2006年に制定されたバリアフリー法では、床面積が2000平方メートルを超える施設など一定の要件を満たす建物を建てる場合、オストメイト対応の設備を多目的トイレなどに作ることが義務付けられています。
しかし、それ以前に作られた建物や小規模の施設では、設置は努力義務にとどまっていて、多目的トイレはあっても、オストメイト対応ではないものも多いのが現状です。
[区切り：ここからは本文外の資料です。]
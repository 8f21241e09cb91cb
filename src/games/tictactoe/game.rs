//! Game session: authoritative board, turn order, and status.

use super::action::{Move, MoveError};
use super::rules::{MoveResult, WinningLine, evaluate};
use super::{Board, Player, Position, Square};
use serde::{Deserialize, Serialize};
use tracing::{debug, instrument};

/// Current status of the game.
#[derive(Debug, Clone, Copy, PartialEq, Eq, Serialize, Deserialize)]
pub enum GameStatus {
    /// Game is ongoing.
    InProgress,
    /// Game ended in a win.
    Won {
        /// The winning player.
        player: Player,
        /// The line that won it.
        line: WinningLine,
    },
    /// Game ended in a draw.
    Draw,
}

impl GameStatus {
    /// Returns true once the game accepts no more moves.
    pub fn is_over(&self) -> bool {
        !matches!(self, GameStatus::InProgress)
    }

    /// Returns the winner if there is one.
    pub fn winner(&self) -> Option<Player> {
        match self {
            GameStatus::Won { player, .. } => Some(*player),
            _ => None,
        }
    }
}

impl From<MoveResult> for GameStatus {
    fn from(result: MoveResult) -> Self {
        match result {
            MoveResult::NoResult => GameStatus::InProgress,
            MoveResult::Win { player, line } => GameStatus::Won { player, line },
            MoveResult::Draw => GameStatus::Draw,
        }
    }
}

impl std::fmt::Display for GameStatus {
    fn fmt(&self, f: &mut std::fmt::Formatter<'_>) -> std::fmt::Result {
        match self {
            GameStatus::InProgress => write!(f, "In progress"),
            GameStatus::Won { player, .. } => write!(f, "{} Wins!", player),
            GameStatus::Draw => write!(f, "It's a Draw!"),
        }
    }
}

/// Tic-tac-toe game session.
#[derive(Debug, Clone, PartialEq, Eq, Serialize, Deserialize)]
pub struct Game {
    board: Board,
    to_move: Player,
    status: GameStatus,
    history: Vec<Move>,
}

impl Game {
    /// Creates a new game with X to move.
    #[instrument]
    pub fn new() -> Self {
        Self {
            board: Board::new(),
            to_move: Player::X,
            status: GameStatus::InProgress,
            history: Vec::new(),
        }
    }

    /// Resumes a game from an existing position.
    ///
    /// The board must satisfy the mark-count invariant and `to_move` must
    /// agree with it. History starts empty.
    #[instrument(skip(board), fields(board = %board))]
    pub fn resume(board: Board, to_move: Player) -> Result<Self, MoveError> {
        board.validate()?;
        if board.next_to_move() != to_move {
            return Err(MoveError::WrongPlayer(to_move));
        }

        let status = GameStatus::from(evaluate(&board));
        Ok(Self {
            board,
            to_move,
            status,
            history: Vec::new(),
        })
    }

    /// Returns a reference to the board.
    pub fn board(&self) -> &Board {
        &self.board
    }

    /// Returns the player to move.
    pub fn to_move(&self) -> Player {
        self.to_move
    }

    /// Returns the game status.
    pub fn status(&self) -> GameStatus {
        self.status
    }

    /// Returns true if the game is over.
    pub fn is_over(&self) -> bool {
        self.status.is_over()
    }

    /// Returns the moves played since the game started or resumed.
    pub fn history(&self) -> &[Move] {
        &self.history
    }

    /// Places the current player's mark and returns the new status.
    ///
    /// The turn passes to the opponent only while the game stays in progress.
    #[instrument(skip(self), fields(player = %self.to_move))]
    pub fn make_move(&mut self, pos: Position) -> Result<GameStatus, MoveError> {
        if self.status.is_over() {
            return Err(MoveError::GameOver);
        }
        if !self.board.is_empty(pos) {
            return Err(MoveError::SquareOccupied(pos));
        }

        let player = self.to_move;
        self.board.set(pos, Square::Occupied(player));
        self.history.push(Move::new(player, pos));

        self.status = GameStatus::from(evaluate(&self.board));
        if !self.status.is_over() {
            self.to_move = player.opponent();
        }

        debug!(%pos, status = %self.status, "Move applied");
        Ok(self.status)
    }

    /// Starts over with an empty board.
    #[instrument(skip(self))]
    pub fn reset(&mut self) {
        *self = Self::new();
    }
}

impl Default for Game {
    fn default() -> Self {
        Self::new()
    }
}

#[cfg(test)]
mod tests {
    use super::*;

    #[test]
    fn test_turns_alternate() {
        let mut game = Game::new();
        assert_eq!(game.to_move(), Player::X);
        game.make_move(Position::Center).unwrap();
        assert_eq!(game.to_move(), Player::O);
        game.make_move(Position::TopLeft).unwrap();
        assert_eq!(game.to_move(), Player::X);
        assert_eq!(game.history().len(), 2);
        assert_eq!(game.history()[1], Move::new(Player::O, Position::TopLeft));
    }

    #[test]
    fn test_occupied_square_rejected() {
        let mut game = Game::new();
        game.make_move(Position::Center).unwrap();
        assert_eq!(
            game.make_move(Position::Center),
            Err(MoveError::SquareOccupied(Position::Center))
        );
        assert_eq!(game.to_move(), Player::O);
    }

    #[test]
    fn test_resume_rejects_bad_positions() {
        let board: Board = "OO.......".parse().unwrap();
        assert!(matches!(
            Game::resume(board, Player::X),
            Err(MoveError::InvalidBoard(_))
        ));

        let board: Board = "X........".parse().unwrap();
        assert_eq!(
            Game::resume(board, Player::X),
            Err(MoveError::WrongPlayer(Player::X))
        );
    }

    #[test]
    fn test_resume_detects_finished_game() {
        let board: Board = "XXXOO....".parse().unwrap();
        let game = Game::resume(board, Player::O).unwrap();
        assert!(game.is_over());
        assert_eq!(game.status().winner(), Some(Player::X));
    }

    #[test]
    fn test_reset_returns_to_fresh_game() {
        let mut game = Game::new();
        game.make_move(Position::Center).unwrap();
        game.reset();
        assert_eq!(game, Game::new());
    }
}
さらに、北田さんが多目的トイレから出てきた時に感じるのは、オストメイトの認知度の低さです。
【北田まゆみさん】
「見た目が車いすとかならわかりやすいけど、障害者ってわからないので、空いているから使ったのかなっていう感じで見られる。次使いたい人にとっては、『なんで使ってるの?』みたいににらまれることは結構あります。オストメイトになったこと自体受け入れるのにも精一杯なのに、そういう態度取られると結構へこみました。その辺は認知度と思いますけどね」
■医師が指摘 誰もが“オストメイト”が身近になる可能性
オストメイトは現在、全国に約21万人いるとされています。
これまで多くのストーマの手術にあたり、啓発活動も行っている十三市民病院の西口幸雄医師は今後、より多くの人にとって身近な課題になると指摘します。
【十三市民病院 西口幸雄院長】
「10人に1人が大腸がんになると言われています、大腸がんの中でも直腸がんが一番多い場所なので、人工肛門の件数は増えてきています。がんや悪性腫瘍で人工肛門作るのは高齢の方が多いが、潰瘍性大腸炎やクローン病とかは、若い方・20代でもたくさんできますので、少しずつ偏見をなくして知識を得ることが大事だと思います」
■“オストメイト”になっても変わらないこと
北田さんは現在もがんの治療中で、通院には毎回、夫の幸利さんが付き添っています。